[Records provided]
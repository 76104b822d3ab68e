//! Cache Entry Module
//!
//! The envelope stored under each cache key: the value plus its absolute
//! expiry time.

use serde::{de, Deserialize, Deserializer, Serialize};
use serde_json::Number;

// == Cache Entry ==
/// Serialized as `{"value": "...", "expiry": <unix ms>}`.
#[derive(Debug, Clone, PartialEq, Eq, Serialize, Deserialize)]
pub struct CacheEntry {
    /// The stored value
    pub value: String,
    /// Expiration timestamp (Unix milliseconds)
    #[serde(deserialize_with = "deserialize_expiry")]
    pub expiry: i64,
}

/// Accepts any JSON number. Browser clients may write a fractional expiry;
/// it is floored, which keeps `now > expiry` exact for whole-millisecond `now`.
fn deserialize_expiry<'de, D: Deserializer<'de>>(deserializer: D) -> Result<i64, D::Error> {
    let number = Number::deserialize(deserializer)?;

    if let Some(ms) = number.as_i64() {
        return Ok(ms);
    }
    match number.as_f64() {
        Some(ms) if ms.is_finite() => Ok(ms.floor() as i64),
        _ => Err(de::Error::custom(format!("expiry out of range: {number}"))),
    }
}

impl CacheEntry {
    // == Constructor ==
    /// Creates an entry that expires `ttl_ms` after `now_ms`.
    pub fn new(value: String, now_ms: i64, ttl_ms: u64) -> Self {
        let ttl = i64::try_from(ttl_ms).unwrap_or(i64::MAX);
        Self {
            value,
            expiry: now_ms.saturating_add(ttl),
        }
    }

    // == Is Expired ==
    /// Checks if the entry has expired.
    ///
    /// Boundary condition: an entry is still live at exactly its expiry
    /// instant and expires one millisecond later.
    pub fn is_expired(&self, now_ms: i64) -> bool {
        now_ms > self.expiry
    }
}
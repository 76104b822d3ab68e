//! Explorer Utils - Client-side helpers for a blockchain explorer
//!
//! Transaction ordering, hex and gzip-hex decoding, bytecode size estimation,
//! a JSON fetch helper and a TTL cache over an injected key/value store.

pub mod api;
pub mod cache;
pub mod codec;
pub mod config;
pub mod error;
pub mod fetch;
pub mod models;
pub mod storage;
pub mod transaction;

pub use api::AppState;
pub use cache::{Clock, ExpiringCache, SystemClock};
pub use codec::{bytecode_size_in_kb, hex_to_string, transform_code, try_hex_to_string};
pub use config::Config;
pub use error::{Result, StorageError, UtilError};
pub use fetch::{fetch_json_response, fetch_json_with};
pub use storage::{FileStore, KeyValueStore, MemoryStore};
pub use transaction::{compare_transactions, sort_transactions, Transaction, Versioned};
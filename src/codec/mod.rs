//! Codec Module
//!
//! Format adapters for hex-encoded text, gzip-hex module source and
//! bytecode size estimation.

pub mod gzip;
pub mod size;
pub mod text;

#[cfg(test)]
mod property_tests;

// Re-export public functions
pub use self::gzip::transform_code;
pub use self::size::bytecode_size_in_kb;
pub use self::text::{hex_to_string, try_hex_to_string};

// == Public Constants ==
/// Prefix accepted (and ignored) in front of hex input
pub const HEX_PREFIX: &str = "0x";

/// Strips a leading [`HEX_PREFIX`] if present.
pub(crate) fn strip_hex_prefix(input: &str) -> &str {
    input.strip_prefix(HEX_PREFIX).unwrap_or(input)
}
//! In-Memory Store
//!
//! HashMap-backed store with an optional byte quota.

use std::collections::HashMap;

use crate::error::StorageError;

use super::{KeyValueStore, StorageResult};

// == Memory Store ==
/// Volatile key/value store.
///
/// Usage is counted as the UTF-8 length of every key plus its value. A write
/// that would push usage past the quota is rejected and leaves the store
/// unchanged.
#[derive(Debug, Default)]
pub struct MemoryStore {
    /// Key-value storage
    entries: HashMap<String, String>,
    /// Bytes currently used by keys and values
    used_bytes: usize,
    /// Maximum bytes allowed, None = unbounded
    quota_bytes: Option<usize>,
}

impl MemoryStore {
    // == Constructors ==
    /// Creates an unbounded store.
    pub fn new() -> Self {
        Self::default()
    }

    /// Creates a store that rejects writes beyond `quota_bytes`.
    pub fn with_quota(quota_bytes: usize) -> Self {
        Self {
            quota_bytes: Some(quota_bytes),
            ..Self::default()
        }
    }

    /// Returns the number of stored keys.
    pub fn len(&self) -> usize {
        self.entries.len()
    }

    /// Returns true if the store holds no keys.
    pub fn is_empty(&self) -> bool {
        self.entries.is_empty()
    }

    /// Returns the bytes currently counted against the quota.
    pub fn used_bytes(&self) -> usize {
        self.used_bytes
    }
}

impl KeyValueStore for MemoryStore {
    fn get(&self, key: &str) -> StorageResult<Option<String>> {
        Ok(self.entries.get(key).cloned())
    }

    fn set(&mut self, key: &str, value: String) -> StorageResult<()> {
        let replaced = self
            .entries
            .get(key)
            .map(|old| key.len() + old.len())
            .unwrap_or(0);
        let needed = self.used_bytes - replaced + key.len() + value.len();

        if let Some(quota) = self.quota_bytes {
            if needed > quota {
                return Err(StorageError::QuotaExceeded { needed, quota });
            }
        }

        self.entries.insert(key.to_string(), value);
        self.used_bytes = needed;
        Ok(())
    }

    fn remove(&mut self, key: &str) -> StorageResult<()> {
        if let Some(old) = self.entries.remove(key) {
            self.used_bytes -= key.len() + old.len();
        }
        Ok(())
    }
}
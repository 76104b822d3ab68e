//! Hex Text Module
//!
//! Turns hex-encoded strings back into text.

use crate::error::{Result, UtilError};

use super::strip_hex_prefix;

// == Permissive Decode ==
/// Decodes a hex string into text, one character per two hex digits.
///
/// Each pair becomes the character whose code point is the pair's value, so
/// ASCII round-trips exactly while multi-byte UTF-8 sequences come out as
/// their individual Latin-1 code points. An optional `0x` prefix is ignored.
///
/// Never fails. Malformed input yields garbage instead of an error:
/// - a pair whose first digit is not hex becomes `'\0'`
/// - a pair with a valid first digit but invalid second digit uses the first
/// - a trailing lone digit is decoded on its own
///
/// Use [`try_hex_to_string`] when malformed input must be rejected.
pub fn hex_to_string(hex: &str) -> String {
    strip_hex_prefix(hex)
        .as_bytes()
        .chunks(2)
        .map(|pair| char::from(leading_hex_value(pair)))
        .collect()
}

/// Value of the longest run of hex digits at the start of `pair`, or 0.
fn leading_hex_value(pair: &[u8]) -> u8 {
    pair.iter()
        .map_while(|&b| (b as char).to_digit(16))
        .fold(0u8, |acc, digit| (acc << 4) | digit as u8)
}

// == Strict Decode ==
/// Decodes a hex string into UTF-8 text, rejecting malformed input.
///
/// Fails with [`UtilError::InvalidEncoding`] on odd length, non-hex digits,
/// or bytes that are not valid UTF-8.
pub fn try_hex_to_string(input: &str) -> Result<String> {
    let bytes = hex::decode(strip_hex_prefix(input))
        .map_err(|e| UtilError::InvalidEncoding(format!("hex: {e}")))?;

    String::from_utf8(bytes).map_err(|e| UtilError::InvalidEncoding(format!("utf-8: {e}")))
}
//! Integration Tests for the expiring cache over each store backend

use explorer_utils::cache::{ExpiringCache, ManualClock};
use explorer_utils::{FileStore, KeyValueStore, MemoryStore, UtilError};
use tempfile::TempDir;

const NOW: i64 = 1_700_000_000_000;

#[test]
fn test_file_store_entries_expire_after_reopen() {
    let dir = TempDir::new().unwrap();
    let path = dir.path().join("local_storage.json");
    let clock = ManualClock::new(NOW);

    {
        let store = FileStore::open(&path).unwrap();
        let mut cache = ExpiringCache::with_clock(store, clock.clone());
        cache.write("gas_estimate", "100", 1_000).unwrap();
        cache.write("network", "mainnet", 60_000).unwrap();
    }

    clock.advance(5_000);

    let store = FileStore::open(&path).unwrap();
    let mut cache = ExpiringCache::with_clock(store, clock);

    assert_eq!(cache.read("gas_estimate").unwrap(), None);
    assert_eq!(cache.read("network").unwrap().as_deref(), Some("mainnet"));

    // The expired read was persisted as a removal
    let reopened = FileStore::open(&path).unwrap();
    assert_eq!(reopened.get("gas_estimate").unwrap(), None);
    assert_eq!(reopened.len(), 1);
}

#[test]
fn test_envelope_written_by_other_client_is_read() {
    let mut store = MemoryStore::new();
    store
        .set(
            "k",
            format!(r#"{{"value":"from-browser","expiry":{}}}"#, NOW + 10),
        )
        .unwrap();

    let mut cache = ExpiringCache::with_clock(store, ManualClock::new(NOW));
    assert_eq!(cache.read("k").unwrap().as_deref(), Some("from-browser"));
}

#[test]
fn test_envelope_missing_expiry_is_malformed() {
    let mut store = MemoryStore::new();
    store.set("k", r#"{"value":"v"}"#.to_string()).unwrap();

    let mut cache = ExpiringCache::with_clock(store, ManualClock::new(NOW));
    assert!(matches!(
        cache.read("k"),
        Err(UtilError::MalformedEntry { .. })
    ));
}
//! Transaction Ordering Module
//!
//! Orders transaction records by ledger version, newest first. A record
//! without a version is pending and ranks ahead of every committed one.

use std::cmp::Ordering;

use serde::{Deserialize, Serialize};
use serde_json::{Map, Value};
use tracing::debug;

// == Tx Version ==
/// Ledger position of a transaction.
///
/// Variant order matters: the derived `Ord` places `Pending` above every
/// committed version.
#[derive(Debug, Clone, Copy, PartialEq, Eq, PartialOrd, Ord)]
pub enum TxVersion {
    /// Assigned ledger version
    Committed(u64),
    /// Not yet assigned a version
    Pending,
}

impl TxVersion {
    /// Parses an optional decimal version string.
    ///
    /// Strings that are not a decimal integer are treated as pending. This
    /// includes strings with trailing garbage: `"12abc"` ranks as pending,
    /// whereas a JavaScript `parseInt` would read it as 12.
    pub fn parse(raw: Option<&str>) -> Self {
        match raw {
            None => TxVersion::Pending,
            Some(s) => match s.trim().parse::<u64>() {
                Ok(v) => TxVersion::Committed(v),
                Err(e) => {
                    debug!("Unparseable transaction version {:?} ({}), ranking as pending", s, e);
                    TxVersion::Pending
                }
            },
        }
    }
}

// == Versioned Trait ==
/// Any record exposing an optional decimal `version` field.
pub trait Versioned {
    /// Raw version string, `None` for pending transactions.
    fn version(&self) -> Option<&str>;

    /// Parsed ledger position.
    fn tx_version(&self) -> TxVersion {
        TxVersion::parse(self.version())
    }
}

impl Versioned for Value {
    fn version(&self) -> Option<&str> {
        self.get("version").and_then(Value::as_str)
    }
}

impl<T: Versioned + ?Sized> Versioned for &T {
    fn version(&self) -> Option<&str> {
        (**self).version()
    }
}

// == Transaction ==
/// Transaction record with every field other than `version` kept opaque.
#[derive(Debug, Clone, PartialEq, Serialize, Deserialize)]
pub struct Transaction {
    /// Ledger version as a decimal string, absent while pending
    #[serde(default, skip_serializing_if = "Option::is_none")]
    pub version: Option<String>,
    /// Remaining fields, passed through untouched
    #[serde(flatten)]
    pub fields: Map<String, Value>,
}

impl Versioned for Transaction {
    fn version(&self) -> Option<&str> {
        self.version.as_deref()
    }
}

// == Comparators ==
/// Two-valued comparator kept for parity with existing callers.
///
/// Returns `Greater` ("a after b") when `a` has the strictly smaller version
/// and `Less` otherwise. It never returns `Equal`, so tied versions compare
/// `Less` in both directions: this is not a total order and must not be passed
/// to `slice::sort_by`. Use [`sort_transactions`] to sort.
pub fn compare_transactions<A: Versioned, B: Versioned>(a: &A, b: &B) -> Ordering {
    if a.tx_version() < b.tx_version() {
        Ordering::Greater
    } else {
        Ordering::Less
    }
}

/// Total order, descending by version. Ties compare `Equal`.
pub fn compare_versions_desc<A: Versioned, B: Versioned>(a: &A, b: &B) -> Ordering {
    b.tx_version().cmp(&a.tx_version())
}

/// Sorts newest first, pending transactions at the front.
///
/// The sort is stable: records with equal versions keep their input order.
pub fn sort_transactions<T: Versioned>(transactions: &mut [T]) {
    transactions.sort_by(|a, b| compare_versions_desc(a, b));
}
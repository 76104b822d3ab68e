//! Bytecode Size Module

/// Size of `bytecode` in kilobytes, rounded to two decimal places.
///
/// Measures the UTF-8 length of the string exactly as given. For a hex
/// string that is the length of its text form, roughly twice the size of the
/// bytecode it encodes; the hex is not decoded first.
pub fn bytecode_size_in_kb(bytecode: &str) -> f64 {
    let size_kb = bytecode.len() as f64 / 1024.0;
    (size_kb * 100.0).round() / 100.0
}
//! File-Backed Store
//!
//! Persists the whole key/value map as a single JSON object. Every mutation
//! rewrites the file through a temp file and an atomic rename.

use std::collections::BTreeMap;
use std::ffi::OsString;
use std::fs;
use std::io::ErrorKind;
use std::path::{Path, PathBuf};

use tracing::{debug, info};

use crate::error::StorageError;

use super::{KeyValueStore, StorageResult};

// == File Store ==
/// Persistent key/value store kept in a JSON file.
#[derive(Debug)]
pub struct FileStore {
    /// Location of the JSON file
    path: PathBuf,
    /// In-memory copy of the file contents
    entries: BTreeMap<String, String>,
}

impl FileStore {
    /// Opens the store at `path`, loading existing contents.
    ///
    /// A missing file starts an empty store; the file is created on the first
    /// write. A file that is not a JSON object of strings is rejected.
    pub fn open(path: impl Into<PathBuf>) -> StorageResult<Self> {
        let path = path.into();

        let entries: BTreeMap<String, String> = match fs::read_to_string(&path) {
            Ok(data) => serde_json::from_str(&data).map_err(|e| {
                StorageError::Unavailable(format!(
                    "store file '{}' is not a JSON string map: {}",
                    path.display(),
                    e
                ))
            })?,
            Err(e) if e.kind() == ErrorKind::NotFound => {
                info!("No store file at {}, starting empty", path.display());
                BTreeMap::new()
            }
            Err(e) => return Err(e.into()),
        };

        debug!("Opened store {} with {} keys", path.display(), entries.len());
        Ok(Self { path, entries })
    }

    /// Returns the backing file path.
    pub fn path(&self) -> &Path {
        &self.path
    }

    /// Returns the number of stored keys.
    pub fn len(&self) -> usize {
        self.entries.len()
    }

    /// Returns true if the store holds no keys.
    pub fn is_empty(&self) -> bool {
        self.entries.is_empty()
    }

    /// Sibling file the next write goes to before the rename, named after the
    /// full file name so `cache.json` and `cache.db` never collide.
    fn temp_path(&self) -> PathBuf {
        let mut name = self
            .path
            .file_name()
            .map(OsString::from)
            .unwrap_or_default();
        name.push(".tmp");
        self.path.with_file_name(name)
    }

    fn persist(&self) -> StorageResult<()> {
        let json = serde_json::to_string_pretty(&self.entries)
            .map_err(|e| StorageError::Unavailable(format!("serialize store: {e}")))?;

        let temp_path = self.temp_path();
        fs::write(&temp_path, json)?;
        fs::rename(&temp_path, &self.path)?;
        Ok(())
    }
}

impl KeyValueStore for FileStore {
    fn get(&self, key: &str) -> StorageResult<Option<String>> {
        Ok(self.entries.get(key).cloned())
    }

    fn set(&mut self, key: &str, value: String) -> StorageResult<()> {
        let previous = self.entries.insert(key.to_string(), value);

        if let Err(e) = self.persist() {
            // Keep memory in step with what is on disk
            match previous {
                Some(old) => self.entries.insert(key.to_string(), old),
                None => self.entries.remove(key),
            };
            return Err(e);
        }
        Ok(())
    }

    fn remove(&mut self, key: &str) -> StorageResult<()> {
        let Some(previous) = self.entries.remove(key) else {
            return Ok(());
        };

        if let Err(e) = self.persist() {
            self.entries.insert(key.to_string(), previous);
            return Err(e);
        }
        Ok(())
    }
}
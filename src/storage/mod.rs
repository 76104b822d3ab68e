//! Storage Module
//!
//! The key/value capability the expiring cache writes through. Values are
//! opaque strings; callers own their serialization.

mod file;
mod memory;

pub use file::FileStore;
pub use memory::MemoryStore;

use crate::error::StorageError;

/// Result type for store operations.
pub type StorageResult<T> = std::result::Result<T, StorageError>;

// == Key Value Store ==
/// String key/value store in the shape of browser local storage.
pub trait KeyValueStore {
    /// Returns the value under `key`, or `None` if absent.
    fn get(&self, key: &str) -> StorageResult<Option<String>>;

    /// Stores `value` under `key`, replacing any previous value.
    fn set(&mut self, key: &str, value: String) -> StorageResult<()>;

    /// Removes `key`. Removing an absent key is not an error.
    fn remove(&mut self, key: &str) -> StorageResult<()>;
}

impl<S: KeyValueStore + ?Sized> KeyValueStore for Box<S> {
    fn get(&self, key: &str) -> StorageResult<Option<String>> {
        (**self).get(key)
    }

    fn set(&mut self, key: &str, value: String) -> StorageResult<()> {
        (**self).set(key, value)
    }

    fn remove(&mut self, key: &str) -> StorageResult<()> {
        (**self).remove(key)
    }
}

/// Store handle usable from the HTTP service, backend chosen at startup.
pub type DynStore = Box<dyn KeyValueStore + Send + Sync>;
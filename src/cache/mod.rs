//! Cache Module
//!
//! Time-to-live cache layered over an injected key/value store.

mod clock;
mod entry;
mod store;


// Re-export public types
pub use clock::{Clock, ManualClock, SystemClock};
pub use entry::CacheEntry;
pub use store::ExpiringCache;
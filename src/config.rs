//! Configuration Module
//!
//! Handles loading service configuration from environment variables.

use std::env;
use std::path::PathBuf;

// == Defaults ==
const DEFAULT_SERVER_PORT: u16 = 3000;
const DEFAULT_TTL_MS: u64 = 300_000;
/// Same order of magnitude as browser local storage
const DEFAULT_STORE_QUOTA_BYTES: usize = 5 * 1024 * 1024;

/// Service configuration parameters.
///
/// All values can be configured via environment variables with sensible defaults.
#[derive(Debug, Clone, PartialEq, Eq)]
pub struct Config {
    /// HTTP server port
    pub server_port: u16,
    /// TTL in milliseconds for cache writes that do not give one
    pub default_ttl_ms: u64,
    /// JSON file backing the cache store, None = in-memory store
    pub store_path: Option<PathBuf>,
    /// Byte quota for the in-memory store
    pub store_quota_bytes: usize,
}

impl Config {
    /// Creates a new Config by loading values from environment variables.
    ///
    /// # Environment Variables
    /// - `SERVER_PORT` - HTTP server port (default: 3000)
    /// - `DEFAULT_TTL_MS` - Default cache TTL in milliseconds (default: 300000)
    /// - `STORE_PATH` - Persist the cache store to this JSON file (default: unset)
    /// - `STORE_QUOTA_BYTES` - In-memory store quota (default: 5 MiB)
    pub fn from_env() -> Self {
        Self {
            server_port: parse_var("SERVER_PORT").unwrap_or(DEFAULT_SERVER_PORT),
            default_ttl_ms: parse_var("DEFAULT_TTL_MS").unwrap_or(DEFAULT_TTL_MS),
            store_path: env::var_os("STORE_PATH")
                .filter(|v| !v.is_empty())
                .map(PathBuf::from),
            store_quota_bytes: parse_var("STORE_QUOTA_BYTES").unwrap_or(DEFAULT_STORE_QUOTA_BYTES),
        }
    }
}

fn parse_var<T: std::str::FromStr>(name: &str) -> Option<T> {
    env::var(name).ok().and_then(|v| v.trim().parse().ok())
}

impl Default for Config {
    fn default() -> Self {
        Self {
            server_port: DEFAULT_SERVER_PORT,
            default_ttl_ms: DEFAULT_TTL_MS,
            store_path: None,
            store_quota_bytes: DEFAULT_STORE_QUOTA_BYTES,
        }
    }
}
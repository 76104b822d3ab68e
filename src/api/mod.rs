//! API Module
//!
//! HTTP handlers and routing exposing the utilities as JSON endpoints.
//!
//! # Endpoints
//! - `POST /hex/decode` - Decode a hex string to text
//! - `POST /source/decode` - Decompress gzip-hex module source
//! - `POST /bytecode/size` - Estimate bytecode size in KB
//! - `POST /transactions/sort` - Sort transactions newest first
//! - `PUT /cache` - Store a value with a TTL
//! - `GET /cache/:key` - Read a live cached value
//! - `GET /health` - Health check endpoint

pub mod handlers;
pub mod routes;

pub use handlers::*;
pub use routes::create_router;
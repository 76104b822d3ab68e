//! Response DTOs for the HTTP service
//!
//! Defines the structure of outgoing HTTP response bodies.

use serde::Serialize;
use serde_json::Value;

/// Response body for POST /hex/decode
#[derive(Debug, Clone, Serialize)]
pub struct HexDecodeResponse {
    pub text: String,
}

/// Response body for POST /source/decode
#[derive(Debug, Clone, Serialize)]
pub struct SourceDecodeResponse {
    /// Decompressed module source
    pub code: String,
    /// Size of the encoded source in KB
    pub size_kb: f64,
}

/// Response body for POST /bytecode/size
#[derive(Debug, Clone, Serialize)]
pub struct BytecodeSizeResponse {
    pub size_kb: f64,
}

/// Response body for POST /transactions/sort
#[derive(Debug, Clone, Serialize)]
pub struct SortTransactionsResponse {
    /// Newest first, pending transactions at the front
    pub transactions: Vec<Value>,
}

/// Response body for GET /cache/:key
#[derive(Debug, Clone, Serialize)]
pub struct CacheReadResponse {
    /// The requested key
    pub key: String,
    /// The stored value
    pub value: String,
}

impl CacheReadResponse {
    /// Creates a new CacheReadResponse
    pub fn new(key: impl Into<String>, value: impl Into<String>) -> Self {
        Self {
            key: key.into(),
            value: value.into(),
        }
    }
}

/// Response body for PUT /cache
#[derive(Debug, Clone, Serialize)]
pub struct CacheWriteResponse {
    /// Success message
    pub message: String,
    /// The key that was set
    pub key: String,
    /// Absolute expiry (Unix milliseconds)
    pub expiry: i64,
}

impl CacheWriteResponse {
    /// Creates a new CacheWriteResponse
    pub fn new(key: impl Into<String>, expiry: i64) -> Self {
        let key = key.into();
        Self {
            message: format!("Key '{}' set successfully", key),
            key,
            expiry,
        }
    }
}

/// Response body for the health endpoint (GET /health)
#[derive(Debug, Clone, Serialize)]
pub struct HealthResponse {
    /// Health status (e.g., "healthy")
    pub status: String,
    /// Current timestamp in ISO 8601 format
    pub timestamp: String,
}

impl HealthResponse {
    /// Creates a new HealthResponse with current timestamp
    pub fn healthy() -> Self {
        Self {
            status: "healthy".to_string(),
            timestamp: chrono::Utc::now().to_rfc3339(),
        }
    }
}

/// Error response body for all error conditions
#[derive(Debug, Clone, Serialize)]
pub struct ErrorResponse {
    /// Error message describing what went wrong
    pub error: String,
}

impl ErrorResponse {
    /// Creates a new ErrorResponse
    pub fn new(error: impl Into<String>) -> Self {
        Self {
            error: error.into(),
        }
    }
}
[/Records provided]
Problem details | Within the data above, how many lines include "push"? The number alone is the answer.

Response area | 2